Metallica’s ‘St. Anger’ Makes Ranking of ‘Horrible Albums by Brilliant Artists’
Metallica's St. Anger appears on Rolling Stone's new list of "50 Genuinely Horrible Albums by Brilliant Artists" with a scathing summary of the 2003 LP.
It mentions Metallica singer James Hetfield's addiction issues, the exit of bassist Jason Newsted and the sound of Lars Ulrich's St. Anger snare drum.
The album sits at No. 43 on the ranking that also includes efforts by rock and metal artists such as Aerosmith, KISS, Pantera, Van Halen and Weezer.
See the Metallica blurb near the bottom of this post.
St. Anger hate is nothing new, of course. After all, it's arguably Metallica's most controversial studio effort — contentious with some listeners for its musical direction that hinges on a ringing snare drum, sounding unlike most other in metal before or since.
Ulrich's Infamous St. Anger Drum Sound
Us metal fans know the St. Anger snare well, whether we like or not. When making the Bob Rock-helmed St. Anger, Ulrich experimented with turning the snares off on his snare drum. By removing the wires from the bottom head of the drum, the tone was more booming — more like a tom than a regular snare.
Three years ago, Ulrich still stood by the decision. "I'm always just looking ahead, always thinking about the next thing," the drummer explained. "Whether it's Metallica always thinking ahead or in my personal life or in relationships, whatever I'm doing."
Last year, a Metallica song included in Netflix's Stranger Things 4 gave the band renewed visibility in the mainstream. The character Eddie Munson plays "Master of Puppets" on guitar in a pivotal scene. Metallica subsequently welcomed new fans before some seemingly attempted to "cancel" the group.
Rolling Stone Rips St. Anger a New One
Metal fans may want to take Rolling Stone's summation with a grain of salt, seeing as how the legacy rock rag readily admits that the list doesn't include a U2 album "because we like them all, even Songs of Experience and October," it says. "Those are fighting words to some, and we're sure many readers will have their problems with this list. True suckiness — like true greatness — is a subjective quality."

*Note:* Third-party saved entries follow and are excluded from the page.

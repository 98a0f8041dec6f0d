//! Whole-game tests: greedy self-play, history, snapshots.

use std::collections::BTreeMap;

use magnate::cards::CardCatalogue;
use magnate::rules::{MoveError, TRADE_RATE};
use magnate::{
    parse_move, CardId, CardRegistry, EngineError, Event, Game, GameConfig, PlayerId, Rank, Snapshot, SubAction,
    Tokens, TurnState, Variant,
};

/// Generous bound on plies; a game ends well within it.
const MAX_PLIES: usize = 400;

fn self_play(game: &mut Game) -> Vec<String> {
    let mut moves = Vec::new();
    while !game.is_over() && moves.len() < MAX_PLIES {
        let text = game
            .greedy_move()
            .unwrap_or_else(|| panic!("no greedy move at ply {}", moves.len()));
        game.play(&text)
            .unwrap_or_else(|e| panic!("greedy move `{text}` rejected: {e}"));
        moves.push(text);
    }
    moves
}

/// Cards that move between zones: deck, discard, hands, stacks and deeds.
fn cards_in_play(state: &TurnState) -> usize {
    let hands: usize = state.hands.iter().map(|(_, h)| h.len()).sum();
    let stacks: usize = state
        .board
        .iter()
        .map(|(_, d)| d.stacks.iter().map(|(_, s)| s.len()).sum::<usize>())
        .sum();
    state.deck.len() + state.discard.len() + hands + stacks + state.deeds.len()
}

#[test]
fn test_greedy_self_play_finishes() {
    for seed in [1, 2, 3, 42] {
        let mut game = Game::new(GameConfig::default().with_seed(seed));
        let moves = self_play(&mut game);

        assert!(game.is_over(), "seed {seed} still running after {} plies", moves.len());
        let result = game.result().unwrap();
        assert!(!result.players().is_empty());

        let log = &game.state().log;
        assert_eq!(log.iter().filter(|e| e.tag() == "eog").count(), 1);
        assert!(game.greedy_move().is_none());
        assert!(game.suggestions("").is_empty());
    }
}

#[test]
fn test_all_variants_self_play() {
    let config = GameConfig::default()
        .with_variant(Variant::Mega)
        .with_variant(Variant::TaxTax)
        .with_variant(Variant::Deucey)
        .with_variant(Variant::CreditLimit)
        .with_seed(9);
    let mut game = Game::new(config);
    self_play(&mut game);
    assert!(game.is_over());
    assert_eq!(game.state().board.len(), 9);
}

#[test]
fn test_cards_are_conserved() {
    let mut game = Game::new(GameConfig::default().with_seed(5));
    self_play(&mut game);

    let registry = CardRegistry::standard();
    let movable = registry
        .find(|d| matches!(d.rank, Rank::Ace | Rank::Numeral(_) | Rank::Court))
        .len();
    assert_eq!(movable, 34);

    for (ply, state) in game.plies().enumerate() {
        assert_eq!(cards_in_play(state), movable, "ply {ply}");
        for (card, deed) in state.deeds.iter() {
            let price = registry.lookup(card).unwrap().price;
            assert!(deed.escrow.total() < price, "ply {ply}: deed {card} fully paid");
            assert_eq!(state.board.occurrences(card), 0, "ply {ply}: deed {card} on board");
        }
    }
}

/// Signed per-suit token count.
type Flow = [i64; 6];

fn add_tokens(flow: &mut Flow, tokens: &Tokens, sign: i64) {
    for (suit, count) in tokens.iter() {
        flow[suit.index()] += sign * i64::from(count);
    }
}

/// Tokens in play after `after`'s move, derived from `before` and what the
/// move and its roll did.
fn expected_in_play(before: &TurnState, after: &TurnState) -> Flow {
    let mut flow = Flow::default();
    add_tokens(&mut flow, &before.tokens_in_play(), 1);

    for event in after.log.iter() {
        match event {
            Event::Claim { tokens, .. } | Event::Sell { tokens, .. } => add_tokens(&mut flow, tokens, 1),
            Event::Convert { from, to, .. } => {
                flow[from.index()] -= i64::from(TRADE_RATE);
                flow[to.index()] += 1;
            }
            Event::Capture { suit, forfeited, .. } => flow[suit.index()] -= i64::from(*forfeited),
            _ => {}
        }
    }

    // Escrow moves tokens from a ledger into a deed, so only a Buy and the
    // escrow of a deed that closes leave play.
    let mut escrow: BTreeMap<CardId, Tokens> = before.deeds.iter().map(|(c, d)| (c.clone(), d.escrow)).collect();
    for parsed in parse_move(&after.last_move) {
        match parsed.action() {
            Some(SubAction::Buy { spend, .. }) => add_tokens(&mut flow, spend, -1),
            Some(SubAction::Deed { card, spend, .. } | SubAction::Add { card, spend }) => {
                *escrow.entry(card.clone()).or_insert_with(Tokens::zero) += *spend;
            }
            _ => {}
        }
    }
    for (card, held) in &escrow {
        if after.deeds.get(card).is_none() {
            add_tokens(&mut flow, held, -1);
        }
    }
    flow
}

#[test]
fn test_tokens_balance_every_ply() {
    let configs = [
        GameConfig::default(),
        GameConfig::default().with_variant(Variant::Mega).with_variant(Variant::TaxTax),
    ];
    for config in configs {
        for seed in [1, 2, 3, 5, 11, 42] {
            let mut game = Game::new(config.clone().with_seed(seed));
            self_play(&mut game);

            let plies: Vec<&TurnState> = game.plies().collect();
            for pair in plies.windows(2) {
                let (before, after) = (pair[0], pair[1]);
                let mut actual = Flow::default();
                add_tokens(&mut actual, &after.tokens_in_play(), 1);
                assert_eq!(
                    actual,
                    expected_in_play(before, after),
                    "seed {seed}, {:?}, move `{}`",
                    config.variant_names(),
                    after.last_move
                );
            }
        }
    }
}

#[test]
fn test_replay_reproduces_game() {
    let config = GameConfig::default().with_seed(8);
    let mut original = Game::new(config.clone());
    let moves = self_play(&mut original);

    let mut copy = Game::new(config);
    copy.replay(&moves).unwrap();
    assert_eq!(copy.state(), original.state());
    assert_eq!(copy.result(), original.result());
}

#[test]
fn test_replay_names_bad_ply() {
    let mut game = Game::new(GameConfig::default());
    let card = game.state().hand(PlayerId::new(0))[0].clone();
    let moves = [format!("Sell:{card}"), "Sell:ZZ".to_string()];

    let err = game.replay(&moves).unwrap_err();
    let EngineError::Rejected { ply, text, rejection } = err;
    assert_eq!(ply, 1);
    assert_eq!(text, "Sell:ZZ");
    assert_eq!(rejection.index, 0);
    assert_eq!(game.moves_played(), 1);
}

#[test]
fn test_undo_restores_and_reopens() {
    let mut game = Game::new(GameConfig::default().with_seed(4));
    let opening = game.state().clone();
    self_play(&mut game);
    let finished = game.moves_played();
    assert!(game.is_over());

    assert!(game.undo());
    assert!(!game.is_over());
    assert_eq!(game.moves_played(), finished - 1);

    while game.undo() {}
    assert_eq!(game.state(), &opening);
    assert_eq!(game.moves_played(), 0);
}

#[test]
fn test_unready_move_rejected_at_last_action() {
    let mut game = Game::new(GameConfig::default().with_variant(Variant::Mega));
    let card = game.state().hand(PlayerId::new(0))[0].clone();
    // Two card actions per turn under mega, so one sale leaves the move open.
    let err = game.play(&format!("Sell:{card}")).unwrap_err();
    assert_eq!(err.error, MoveError::NotReady);
    assert_eq!(err.index, 0);
}

#[test]
fn test_snapshot_round_trips_mid_game() {
    let mut game = Game::new(GameConfig::default().with_variant(Variant::Deucey).with_seed(6));
    for _ in 0..10 {
        let text = game.greedy_move().unwrap();
        game.play(&text).unwrap();
    }

    let snapshot = game.snapshot();
    assert_eq!(snapshot.stack.len(), 11);

    let json = snapshot.to_json().unwrap();
    assert_eq!(Snapshot::from_json(&json).unwrap(), snapshot);
    let bytes = snapshot.to_bytes().unwrap();
    assert_eq!(Snapshot::from_bytes(&bytes).unwrap(), snapshot);

    let mut restored = snapshot.restore().unwrap();
    assert_eq!(restored.state(), game.state());
    let text = restored.greedy_move().unwrap();
    restored.play(&text).unwrap();
}

#[test]
fn test_stripped_snapshot_hides_opponent_hand() {
    let config = GameConfig::default().with_seed(17);
    let game = Game::new(config.clone());
    let viewer = PlayerId::new(1);
    let opponent = PlayerId::new(0);
    let stripped = game.snapshot().stripped(viewer);
    let state = stripped.latest().unwrap();
    assert_eq!(state.hand(viewer), game.state().hand(viewer));
    assert_eq!(state.hand(opponent).len(), 3);
    assert!(state.hand(opponent).iter().all(|c| c.as_str().is_empty()));

    let json = stripped.to_json().unwrap();
    let opponent_card = game.state().hand(opponent)[0].as_str().to_string();
    assert!(!json.contains(&format!("\"{opponent_card}\"")));

    // The view's configuration must not re-deal the real game.
    assert_eq!(stripped.seed, None);
    assert_eq!(stripped.rng, None);
    let rebuilt_config = stripped.config().unwrap();
    assert_ne!(rebuilt_config.seed, config.seed);
    let rebuilt = Game::new(rebuilt_config);
    assert_ne!(rebuilt.state().hand(opponent), game.state().hand(opponent));
    assert!(stripped.restore().is_err());
}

Regardless, Metallica continue on. 72 Seasons, their upcoming album, arrives on April 14. The band already has tour dates scheduled through 2024. Be sure to get your Metallica tickets here.
From Rolling Stone:
When Metallica were at their absolute low point as a band thanks to James Hetfield's chronic alcoholism, the defection of bassist Jason Newsted, and uncertainty about where they stood in a post-Napster music universe, they brought in a camera crew to chronicle the making of their LP 'St. Anger.' This led to the stellar documentary 'Some Kind of Monster,' and a deeply disappointing album. Fans rightly fixate on the decision to mic Lars Ulrich's snare drum so it sounds like he's banging on a tin can throughout the entire album, but there are deeper issues with 'St. Anger.' The songs are unfocused and seemingly unfinished, and the straight-from-rehab lyrics ('I want my anger to be healthy') could have used more thought. The band gets very defensive whenever fans or journalists raise these issues, but their setlists tell a different story. They've played fewer 'St. Anger' songs in concert than any of their other albums.